In December 1976, an Ethiopian delegation in Moscow signed a military assistance agreement with the Soviet Union. The following April, Ethiopia abrogated its military assistance agreement with the United States and expelled the American military missions. In July 1977, sensing the disarray in Ethiopia, Somalia attacked across the Ogaden Desert in pursuit of its irredentist claims to the ethnic Somali areas of Ethiopia. Ethiopian forces were driven back far inside their own frontiers but, with the assistance of a massive Soviet airlift of arms and Cuban combat forces, they stemmed the attack. The major Somali regular units were forced out of the Ogaden in March 1978. Twenty years later, the Somali region of Ethiopia remains under-developed and insecure.
The Derg's collapse was hastened by droughts and famine, as well as by insurrections, particularly in the northern regions of Tigray and Eritrea. In 1989, the Tigrayan People's Liberation Front (TPLF) merged with other ethnically based opposition movements to form the Ethiopian Peoples' Revolutionary Democratic Front (EPRDF). In May 1991, EPRDF forces advanced on Addis Ababa. Mengistu fled the country and was granted asylum in Zimbabwe, where he still resides.
In July 1991, the EPRDF, the Oromo Liberation Front (OLF), and others established the Transitional Government of Ethiopia (TGE) which was comprised of an 87-member Council of Representatives and guided by a national charter that functioned as a transitional constitution. In June 1992 the OLF withdrew from the government; in March 1993, members of the Southern Ethiopia Peoples' Democratic Coalition left the government.

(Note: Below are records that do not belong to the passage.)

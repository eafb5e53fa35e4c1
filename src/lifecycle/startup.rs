//! Startup orchestration.
//!
//! # Responsibilities
//! - Create the navigation source and the registry
//! - Build one text router per configured instance
//! - Register instances in config order (each renders the current location)
//!
//! # Design Decisions
//! - Fail fast: a route the trie refuses aborts startup
//! - Instances register sequentially, not concurrently

use std::sync::Arc;

use crate::config::RouterConfig;
use crate::dispatch::template::template_routes;
use crate::dispatch::{MemoryContainer, RouterInstance};
use crate::navigation::{FragmentChannel, NavigationSource, Registry};
use crate::routing::RouteError;

/// Router instance rendering text views into memory.
pub type TextRouter = RouterInstance<MemoryContainer<String>>;

/// Everything a running session needs.
#[derive(Debug)]
pub struct Session {
    pub source: Arc<FragmentChannel>,
    pub registry: Arc<Registry>,
    pub routers: Vec<Arc<TextRouter>>,
}

impl Session {
    /// Current content of every router, in registration order.
    pub fn snapshot(&self) -> Vec<(String, Vec<String>)> {
        self.routers
            .iter()
            .map(|router| {
                let children = router.with_container(|c| c.children().to_vec());
                (router.name().to_string(), children)
            })
            .collect()
    }
}

/// Build and register every configured router.
pub async fn start(config: &RouterConfig) -> Result<Session, RouteError> {
    let source = Arc::new(FragmentChannel::new(&config.navigation.initial_fragment));
    let registry = Arc::new(Registry::new(source.clone()));

    let mut routers = Vec::with_capacity(config.routers.len());
    for instance in &config.routers {
        let router = Arc::new(TextRouter::new(instance.name.clone(), MemoryContainer::new()));
        router.register_path(template_routes(instance))?;

        let outcome = registry.register_instance(router.clone()).await?;
        tracing::debug!(router = %instance.name, outcome = outcome.as_str(), "Initial render");
        routers.push(router);
    }

    tracing::info!(
        routers = routers.len(),
        fragment = %source.current_fragment(),
        "Session started"
    );
    Ok(Session {
        source,
        registry,
        routers,
    })
}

In May 1991, the Eritrean People's Liberation Front (EPLF), led by Isaias Afwerki, assumed control of Eritrea and established a provisional government. This provisional government independently administered Eritrea until April 23-25, 1993, when Eritreans voted overwhelmingly for independence in a UN-monitored free and fair referendum. Eritrea was declared independent on April 27, and the U.S. recognized Eritrean independence on April 28.

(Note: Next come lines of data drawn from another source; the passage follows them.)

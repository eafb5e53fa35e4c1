//! Route handlers.
//!
//! A handler wraps a caller-supplied async render function producing a single
//! view node. It is either invoked with the path alone or with the path plus
//! an ordered list of metadata values fixed at registration time.

use std::fmt;
use std::future::Future;
use std::sync::Arc;

use futures_util::future::BoxFuture;

/// Error type returned by render functions.
pub type BoxError = Box<dyn std::error::Error + Send + Sync>;

/// Result of a render function.
pub type RenderResult<N> = Result<N, BoxError>;

type SimpleRender<N> = Arc<dyn Fn(String) -> BoxFuture<'static, RenderResult<N>> + Send + Sync>;
type MetadataRender<N> =
    Arc<dyn Fn(String, Vec<String>) -> BoxFuture<'static, RenderResult<N>> + Send + Sync>;

/// A registered route handler.
pub enum Handler<N> {
    /// Invoked as `render(path)`.
    Simple(SimpleRender<N>),
    /// Invoked as `render(path, metadata)`.
    WithMetadata(MetadataRender<N>, Vec<String>),
}

impl<N: Send + 'static> Handler<N> {
    /// Wrap a render function taking only the path.
    pub fn simple<F, Fut>(render: F) -> Self
    where
        F: Fn(String) -> Fut + Send + Sync + 'static,
        Fut: Future<Output = RenderResult<N>> + Send + 'static,
    {
        Handler::Simple(Arc::new(
            move |path: String| -> BoxFuture<'static, RenderResult<N>> { Box::pin(render(path)) },
        ))
    }

    /// Wrap a render function taking the path and a metadata list.
    pub fn with_metadata<F, Fut, I, S>(render: F, metadata: I) -> Self
    where
        F: Fn(String, Vec<String>) -> Fut + Send + Sync + 'static,
        Fut: Future<Output = RenderResult<N>> + Send + 'static,
        I: IntoIterator<Item = S>,
        S: Into<String>,
    {
        Handler::WithMetadata(
            Arc::new(
                move |path: String, metadata: Vec<String>| -> BoxFuture<'static, RenderResult<N>> {
                    Box::pin(render(path, metadata))
                },
            ),
            metadata.into_iter().map(Into::into).collect(),
        )
    }

    /// Run the render function for `path`.
    pub async fn invoke(&self, path: &str) -> RenderResult<N> {
        match self {
            Handler::Simple(render) => render(path.to_string()).await,
            Handler::WithMetadata(render, metadata) => {
                render(path.to_string(), metadata.clone()).await
            }
        }
    }
}

impl<N> Handler<N> {
    /// Metadata attached at registration (empty for simple handlers).
    pub fn metadata(&self) -> &[String] {
        match self {
            Handler::Simple(_) => &[],
            Handler::WithMetadata(_, metadata) => metadata,
        }
    }

    /// Whether both handlers wrap the same render function and metadata.
    pub fn same_as(&self, other: &Handler<N>) -> bool {
        match (self, other) {
            (Handler::Simple(a), Handler::Simple(b)) => Arc::ptr_eq(a, b),
            (Handler::WithMetadata(a, ma), Handler::WithMetadata(b, mb)) => {
                Arc::ptr_eq(a, b) && ma == mb
            }
            _ => false,
        }
    }
}

// Manual impl: deriving would require `N: Clone`.
impl<N> Clone for Handler<N> {
    fn clone(&self) -> Self {
        match self {
            Handler::Simple(render) => Handler::Simple(render.clone()),
            Handler::WithMetadata(render, metadata) => {
                Handler::WithMetadata(render.clone(), metadata.clone())
            }
        }
    }
}

impl<N> fmt::Debug for Handler<N> {
    fn fmt(&self, f: &mut fmt::Formatter<'_>) -> fmt::Result {
        match self {
            Handler::Simple(_) => f.write_str("Handler::Simple(..)"),
            Handler::WithMetadata(_, metadata) => f
                .debug_tuple("Handler::WithMetadata")
                .field(&"..")
                .field(metadata)
                .finish(),
        }
    }
}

In Ethiopia, President Meles Zenawi and members of the TGE pledged
to oversee the formation of a multi-party democracy. The election
for a 547-member constituent assembly was held in June 1994, and
this assembly adopted the constitution of the Federal Democratic
Republic of Ethiopia in December 1994. The elections for Ethiopia's
first popularly chosen national parliament and regional legislatures
were held in May and June 1995. Most opposition parties chose
to boycott these elections, ensuring a landslide victory for the
EPRDF. International and non-governmental observers concluded
that opposition parties would have been able to participate had
they chosen to do so.
The Government of the Federal Democratic Republic of Ethiopia was installed in August 1995. The EPRDF-led government of Prime Minister Meles has promoted a policy of ethnic federalism, devolving significant powers to regional, ethnically based authorities. Ethiopia today has 10 semi-autonomous administrative regions which have the power to raise and spend their own revenues. Under the present government, Ethiopians enjoy greater political participation and freer debate than ever before in their history, although some fundamental freedoms, including freedom of the press, are in practice somewhat circumscribed.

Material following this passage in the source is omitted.